* [Given information]:
────────────────────────────────────────

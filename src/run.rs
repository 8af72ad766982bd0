//! Application execution logic.
//!
//! Wires the validated configuration to a table provider (live or
//! snapshot), runs resolution, and prints the result. In watch mode the
//! resolution repeats on an interval until a shutdown signal arrives.

use std::net::IpAddr;
use std::time::Duration;

use thiserror::Error;
use tokio::signal;
use tokio_stream::StreamExt;
use tokio_stream::wrappers::IntervalStream;

use node_addr::config::ValidatedConfig;
use node_addr::net::filter::{NodeAddressFilter, ProtocolFilter};
use node_addr::net::{
    AddressTableProvider, FilteredProvider, ResolveError, Resolver, RouteTableProvider,
    SnapshotProvider,
};

#[cfg(target_os = "linux")]
use node_addr::net::platform::PlatformProvider;

#[cfg(test)]
#[path = "run_tests.rs"]
mod tests;

/// Error type for runtime execution failures.
#[derive(Debug, Error)]
pub enum RunError {
    /// Resolution failed.
    #[error(transparent)]
    Resolve(#[from] ResolveError),

    /// The result could not be rendered as JSON.
    #[error("Failed to serialize result: {0}")]
    Output(#[from] serde_json::Error),

    /// Live tables are not available on this platform.
    #[cfg(not(target_os = "linux"))]
    #[error("Live resolution is only supported on Linux; use --snapshot")]
    LiveUnsupported,
}

/// Runtime options extracted from validated config.
///
/// This struct holds only the fields needed by the resolution loop,
/// allowing the config's `link_filter` field to be moved separately.
struct RuntimeOptions {
    targets: Vec<IpAddr>,
    address_filter: NodeAddressFilter,
    route_filter: ProtocolFilter,
    watch: bool,
    interval: Duration,
    json: bool,
}

impl From<&ValidatedConfig> for RuntimeOptions {
    fn from(config: &ValidatedConfig) -> Self {
        Self {
            targets: config.targets.clone(),
            address_filter: config.address_filter,
            route_filter: config.route_filter.clone(),
            watch: config.watch,
            interval: config.interval,
            json: config.json,
        }
    }
}

/// Executes a resolution run.
///
/// Picks the provider (snapshot file when configured, live system state
/// otherwise), scopes it to the configured interfaces, then resolves once
/// or repeatedly depending on watch mode.
///
/// # Errors
///
/// Returns an error if resolution fails (one-shot mode) or the result
/// cannot be printed. Watch mode logs resolution failures and keeps going.
pub async fn execute(mut config: ValidatedConfig) -> Result<(), RunError> {
    let options = RuntimeOptions::from(&config);

    if let Some(path) = config.snapshot.take() {
        tracing::debug!(snapshot = %path.display(), "resolving against snapshot");
        let provider =
            FilteredProvider::new(SnapshotProvider::from_path(path), config.link_filter);
        run_with(&provider, &options).await
    } else {
        run_live(config, &options).await
    }
}

#[cfg(target_os = "linux")]
async fn run_live(config: ValidatedConfig, options: &RuntimeOptions) -> Result<(), RunError> {
    let provider = FilteredProvider::new(PlatformProvider::new(), config.link_filter);
    run_with(&provider, options).await
}

/// Non-Linux stub; only snapshot resolution works elsewhere.
#[cfg(not(target_os = "linux"))]
async fn run_live(_config: ValidatedConfig, _options: &RuntimeOptions) -> Result<(), RunError> {
    Err(RunError::LiveUnsupported)
}

async fn run_with<P>(provider: &P, options: &RuntimeOptions) -> Result<(), RunError>
where
    P: AddressTableProvider + RouteTableProvider,
{
    let mut resolver = Resolver::new(provider, provider);
    if !options.route_filter.is_empty() {
        resolver = resolver.with_route_filter(options.route_filter.clone());
    }

    if options.watch {
        run_watch_loop(&resolver, options).await
    } else {
        let addresses = resolve_once(&resolver, options)?;
        print_addresses(&addresses, options.json)
    }
}

/// Runs one resolution: target-driven when targets are configured,
/// default-route otherwise.
fn resolve_once<A, R>(
    resolver: &Resolver<A, R>,
    options: &RuntimeOptions,
) -> Result<Vec<IpAddr>, ResolveError>
where
    A: AddressTableProvider,
    R: RouteTableProvider,
{
    if options.targets.is_empty() {
        resolver.default_route(&options.address_filter)
    } else {
        resolver.by_targets(&options.targets, &options.address_filter)
    }
}

/// Re-resolves on the configured interval, printing whenever the selected
/// address set changes. Runs until a shutdown signal is received.
async fn run_watch_loop<A, R>(
    resolver: &Resolver<A, R>,
    options: &RuntimeOptions,
) -> Result<(), RunError>
where
    A: AddressTableProvider,
    R: RouteTableProvider,
{
    tracing::info!(
        "Watch mode enabled (interval: {}s)",
        options.interval.as_secs()
    );

    let mut ticks = IntervalStream::new(tokio::time::interval(options.interval));
    let shutdown = shutdown_signal();
    tokio::pin!(shutdown);

    let mut last: Option<Vec<IpAddr>> = None;
    loop {
        tokio::select! {
            biased;

            () = &mut shutdown => {
                tracing::info!("Shutdown signal received, stopping...");
                return Ok(());
            }

            _ = ticks.next() => {
                match resolve_once(resolver, options) {
                    Ok(addresses) => {
                        if last.as_deref() != Some(addresses.as_slice()) {
                            tracing::info!("Selected addresses changed: {}", render(&addresses));
                            print_addresses(&addresses, options.json)?;
                            last = Some(addresses);
                        }
                    }
                    // The interface may come up later; keep watching.
                    Err(e) => tracing::warn!("Resolution failed: {e}"),
                }
            }
        }
    }
}

fn render(addresses: &[IpAddr]) -> String {
    let rendered: Vec<String> = addresses.iter().map(ToString::to_string).collect();
    rendered.join(", ")
}

fn print_addresses(addresses: &[IpAddr], json: bool) -> Result<(), RunError> {
    if json {
        println!("{}", serde_json::to_string(addresses)?);
    } else {
        for address in addresses {
            println!("{address}");
        }
    }
    Ok(())
}

/// Returns a future that completes when a shutdown signal is received.
async fn shutdown_signal() {
    let ctrl_c = async {
        signal::ctrl_c()
            .await
            .expect("Failed to install Ctrl+C handler");
    };

    #[cfg(unix)]
    let terminate = async {
        signal::unix::signal(signal::unix::SignalKind::terminate())
            .expect("Failed to install SIGTERM handler")
            .recv()
            .await;
    };

    #[cfg(not(unix))]
    let terminate = std::future::pending::<()>();

    tokio::select! {
        () = ctrl_c => {}
        () = terminate => {}
    }
}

────────────────────────────────────────

* [Your objective]: State how many lines in the entries above include the word "last"; reply with the number alone.

* [Task response]: 3